_Task brief_
Please return each of the entries that follow, unchanged in every word.
══ Information ══
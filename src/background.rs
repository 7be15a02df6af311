//! Background removal.
//!
//! Removal is an optional first stage: when it fails for any reason the
//! pipeline keeps the original bytes. [`BackgroundRemover`] is the seam; the
//! shipped [`HttpBackgroundRemover`] posts the image to a configured service
//! and expects the stripped image back.

use crate::config::BackgroundConfig;
use reqwest::blocking::Client;
use reqwest::header::{AUTHORIZATION, CONTENT_TYPE};
use std::path::Path;
use std::time::Duration;
use thiserror::Error;

#[derive(Error, Debug)]
pub enum RemovalError {
    #[error("background removal is enabled but no endpoint is configured")]
    NotConfigured,
    #[error("HTTP error: {0}")]
    Http(#[from] reqwest::Error),
    #[error("service returned status {status}: {body}")]
    Status { status: u16, body: String },
    #[error("service returned an empty image")]
    EmptyBody,
}

pub trait BackgroundRemover: Sync {
    fn remove_background(&self, bytes: &[u8], mime_type: &str) -> Result<Vec<u8>, RemovalError>;
}

/// MIME type from the file extension; unknown extensions are sent as JPEG.
pub fn mime_type_for(path: &Path) -> &'static str {
    let ext = path
        .extension()
        .and_then(|e| e.to_str())
        .unwrap_or("")
        .to_ascii_lowercase();
    match ext.as_str() {
        "png" => "image/png",
        "webp" => "image/webp",
        "gif" => "image/gif",
        "bmp" => "image/bmp",
        "tif" | "tiff" => "image/tiff",
        _ => "image/jpeg",
    }
}

/// Run removal and fall back to `original` on any failure.
pub fn remove_or_keep(remover: &dyn BackgroundRemover, source: &Path, original: Vec<u8>) -> Vec<u8> {
    match remover.remove_background(&original, mime_type_for(source)) {
        Ok(stripped) => {
            tracing::debug!(source = %source.display(), bytes = stripped.len(), "background removed");
            stripped
        }
        Err(e) => {
            tracing::warn!(
                source = %source.display(),
                error = %e,
                "background removal failed, using original image"
            );
            original
        }
    }
}

/// Posts raw image bytes to an HTTP service.
pub struct HttpBackgroundRemover {
    client: Client,
    endpoint: Option<String>,
    api_key: Option<String>,
}

impl HttpBackgroundRemover {
    /// Build from config. The API key is read from the environment variable
    /// named by `api_key_env`, if set.
    pub fn from_config(config: &BackgroundConfig) -> Result<Self, RemovalError> {
        let client = Client::builder()
            .timeout(Duration::from_secs(config.timeout_secs))
            .build()?;
        let api_key = config
            .api_key_env
            .as_deref()
            .and_then(|var| std::env::var(var).ok())
            .filter(|key| !key.is_empty());
        Ok(Self {
            client,
            endpoint: config.endpoint.clone().filter(|e| !e.trim().is_empty()),
            api_key,
        })
    }
}

impl BackgroundRemover for HttpBackgroundRemover {
    fn remove_background(&self, bytes: &[u8], mime_type: &str) -> Result<Vec<u8>, RemovalError> {
        let endpoint = self.endpoint.as_deref().ok_or(RemovalError::NotConfigured)?;

        let mut request = self
            .client
            .post(endpoint)
            .header(CONTENT_TYPE, mime_type)
            .body(bytes.to_vec());
        if let Some(key) = &self.api_key {
            request = request.header(AUTHORIZATION, format!("Bearer {key}"));
        }

        let response = request.send()?;
        let status = response.status();
        if !status.is_success() {
            let body = response.text().unwrap_or_default();
            return Err(RemovalError::Status {
                status: status.as_u16(),
                body,
            });
        }

        let body = response.bytes()?;
        if body.is_empty() {
            return Err(RemovalError::EmptyBody);
        }
        Ok(body.to_vec())
    }
}
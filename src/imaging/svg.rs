//! SVG markup for generated overlays.
//!
//! Rounded-corner masks, border strokes and text watermarks are described as
//! small SVG documents sized to the current image, then rasterized by the
//! backend (see [`ImageBackend::rasterize_svg`](super::ImageBackend::rasterize_svg)).
//! Building markup is pure string work and is tested here; rasterization is not.

use super::params::Color;

const SVG_NS: &str = "http://www.w3.org/2000/svg";

/// Escape the five XML-reserved characters.
pub fn escape_xml(text: &str) -> String {
    let mut out = String::with_capacity(text.len());
    for c in text.chars() {
        match c {
            '&' => out.push_str("&amp;"),
            '<' => out.push_str("&lt;"),
            '>' => out.push_str("&gt;"),
            '"' => out.push_str("&quot;"),
            '\'' => out.push_str("&apos;"),
            _ => out.push(c),
        }
    }
    out
}

/// Opaque rounded rectangle covering the whole canvas; used with `dest-in`.
pub fn rounded_mask(width: u32, height: u32, radius: u32) -> String {
    format!(
        r#"<svg width="{width}" height="{height}" xmlns="{SVG_NS}"><rect x="0" y="0" width="{width}" height="{height}" rx="{radius}" ry="{radius}" fill="white"/></svg>"#
    )
}

/// Stroked rounded rectangle inset by half the stroke, so the stroke is
/// centered on the image edge and fully visible.
pub fn border_stroke(
    width: u32,
    height: u32,
    radius: u32,
    stroke_width: u32,
    color: Color,
) -> String {
    let inset = stroke_width as f64 / 2.0;
    let inner_w = width.saturating_sub(stroke_width);
    let inner_h = height.saturating_sub(stroke_width);
    format!(
        r#"<svg width="{width}" height="{height}" xmlns="{SVG_NS}"><rect x="{inset}" y="{inset}" width="{inner_w}" height="{inner_h}" rx="{radius}" ry="{radius}" fill="none" stroke="{stroke}" stroke-opacity="{opacity}" stroke-width="{stroke_width}"/></svg>"#,
        stroke = color.to_hex(),
        opacity = color.opacity(),
    )
}

/// Centered bold text, rotated -30° about the canvas center. The color's own
/// alpha is multiplied into `opacity`.
pub fn text_watermark(
    width: u32,
    height: u32,
    text: &str,
    font_size: u32,
    color: Color,
    opacity: f32,
) -> String {
    let cx = width as f64 / 2.0;
    let cy = height as f64 / 2.0;
    format!(
        r#"<svg width="{width}" height="{height}" xmlns="{SVG_NS}"><text x="50%" y="50%" text-anchor="middle" dominant-baseline="middle" font-family="Arial, sans-serif" font-size="{font_size}px" font-weight="bold" fill="{fill}" fill-opacity="{opacity}" transform="rotate(-30 {cx} {cy})">{text}</text></svg>"#,
        fill = color.to_hex(),
        opacity = opacity * color.opacity(),
        text = escape_xml(text),
    )
}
═══
_Written response_
filename src/background.rs
repository 7be15a02df6af311
//! Background removal.
//!
//! Removal is an optional first stage: when it fails for any reason the
//! pipeline keeps the original bytes. [`BackgroundRemover`] is the seam; the
//! shipped [`HttpBackgroundRemover`] posts the image to a configured service
//! and expects the stripped image back.

use crate::config::BackgroundConfig;
use reqwest::blocking::Client;
use reqwest::header::{AUTHORIZATION, CONTENT_TYPE};
use std::path::Path;
use std::time::Duration;
use thiserror::Error;

#[derive(Error, Debug)]
pub enum RemovalError {
    #[error("background removal is enabled but no endpoint is configured")]
    NotConfigured,
    #[error("HTTP error: {0}")]
    Http(#[from] reqwest::Error),
    #[error("service returned status {status}: {body}")]
    Status { status: u16, body: String },
    #[error("service returned an empty image")]
    EmptyBody,
}

pub trait BackgroundRemover: Sync {
    fn remove_background(&self, bytes: &[u8], mime_type: &str) -> Result<Vec<u8>, RemovalError>;
}

/// MIME type from the file extension; unknown extensions are sent as JPEG.
pub fn mime_type_for(path: &Path) -> &'static str {
    let ext = path
        .extension()
        .and_then(|e| e.to_str())
        .unwrap_or("")
        .to_ascii_lowercase();
    match ext.as_str() {
        "png" => "image/png",
        "webp" => "image/webp",
        "gif" => "image/gif",
        "bmp" => "image/bmp",
        "tif" | "tiff" => "image/tiff",
        _ => "image/jpeg",
    }
}

/// Run removal and fall back to `original` on any failure.
pub fn remove_or_keep(remover: &dyn BackgroundRemover, source: &Path, original: Vec<u8>) -> Vec<u8> {
    match remover.remove_background(&original, mime_type_for(source)) {
        Ok(stripped) => {
            tracing::debug!(source = %source.display(), bytes = stripped.len(), "background removed");
            stripped
        }
        Err(e) => {
            tracing::warn!(
                source = %source.display(),
                error = %e,
                "background removal failed, using original image"
            );
            original
        }
    }
}

/// Posts raw image bytes to an HTTP service.
pub struct HttpBackgroundRemover {
    client: Client,
    endpoint: Option<String>,
    api_key: Option<String>,
}

impl HttpBackgroundRemover {
    /// Build from config. The API key is read from the environment variable
    /// named by `api_key_env`, if set.
    pub fn from_config(config: &BackgroundConfig) -> Result<Self, RemovalError> {
        let client = Client::builder()
            .timeout(Duration::from_secs(config.timeout_secs))
            .build()?;
        let api_key = config
            .api_key_env
            .as_deref()
            .and_then(|var| std::env::var(var).ok())
            .filter(|key| !key.is_empty());
        Ok(Self {
            client,
            endpoint: config.endpoint.clone().filter(|e| !e.trim().is_empty()),
            api_key,
        })
    }
}

impl BackgroundRemover for HttpBackgroundRemover {
    fn remove_background(&self, bytes: &[u8], mime_type: &str) -> Result<Vec<u8>, RemovalError> {
        let endpoint = self.endpoint.as_deref().ok_or(RemovalError::NotConfigured)?;

        let mut request = self
            .client
            .post(endpoint)
            .header(CONTENT_TYPE, mime_type)
            .body(bytes.to_vec());
        if let Some(key) = &self.api_key {
            request = request.header(AUTHORIZATION, format!("Bearer {key}"));
        }

        let response = request.send()?;
        let status = response.status();
        if !status.is_success() {
            let body = response.text().unwrap_or_default();
            return Err(RemovalError::Status {
                status: status.as_u16(),
                body,
            });
        }

        let body = response.bytes()?;
        if body.is_empty() {
            return Err(RemovalError::EmptyBody);
        }
        Ok(body.to_vec())
    }
}
filename src/imaging/svg.rs
//! SVG markup for generated overlays.
//!
//! Rounded-corner masks, border strokes and text watermarks are described as
//! small SVG documents sized to the current image, then rasterized by the
//! backend (see [`ImageBackend::rasterize_svg`](super::ImageBackend::rasterize_svg)).
//! Building markup is pure string work and is tested here; rasterization is not.

use super::params::Color;

const SVG_NS: &str = "http://www.w3.org/2000/svg";

/// Escape the five XML-reserved characters.
pub fn escape_xml(text: &str) -> String {
    let mut out = String::with_capacity(text.len());
    for c in text.chars() {
        match c {
            '&' => out.push_str("&amp;"),
            '<' => out.push_str("&lt;"),
            '>' => out.push_str("&gt;"),
            '"' => out.push_str("&quot;"),
            '\'' => out.push_str("&apos;"),
            _ => out.push(c),
        }
    }
    out
}

/// Opaque rounded rectangle covering the whole canvas; used with `dest-in`.
pub fn rounded_mask(width: u32, height: u32, radius: u32) -> String {
    format!(
        r#"<svg width="{width}" height="{height}" xmlns="{SVG_NS}"><rect x="0" y="0" width="{width}" height="{height}" rx="{radius}" ry="{radius}" fill="white"/></svg>"#
    )
}

/// Stroked rounded rectangle inset by half the stroke, so the stroke is
/// centered on the image edge and fully visible.
pub fn border_stroke(
    width: u32,
    height: u32,
    radius: u32,
    stroke_width: u32,
    color: Color,
) -> String {
    let inset = stroke_width as f64 / 2.0;
    let inner_w = width.saturating_sub(stroke_width);
    let inner_h = height.saturating_sub(stroke_width);
    format!(
        r#"<svg width="{width}" height="{height}" xmlns="{SVG_NS}"><rect x="{inset}" y="{inset}" width="{inner_w}" height="{inner_h}" rx="{radius}" ry="{radius}" fill="none" stroke="{stroke}" stroke-opacity="{opacity}" stroke-width="{stroke_width}"/></svg>"#,
        stroke = color.to_hex(),
        opacity = color.opacity(),
    )
}

/// Centered bold text, rotated -30° about the canvas center. The color's own
/// alpha is multiplied into `opacity`.
pub fn text_watermark(
    width: u32,
    height: u32,
    text: &str,
    font_size: u32,
    color: Color,
    opacity: f32,
) -> String {
    let cx = width as f64 / 2.0;
    let cy = height as f64 / 2.0;
    format!(
        r#"<svg width="{width}" height="{height}" xmlns="{SVG_NS}"><text x="50%" y="50%" text-anchor="middle" dominant-baseline="middle" font-family="Arial, sans-serif" font-size="{font_size}px" font-weight="bold" fill="{fill}" fill-opacity="{opacity}" transform="rotate(-30 {cx} {cy})">{text}</text></svg>"#,
        fill = color.to_hex(),
        opacity = opacity * color.opacity(),
        text = escape_xml(text),
    )
}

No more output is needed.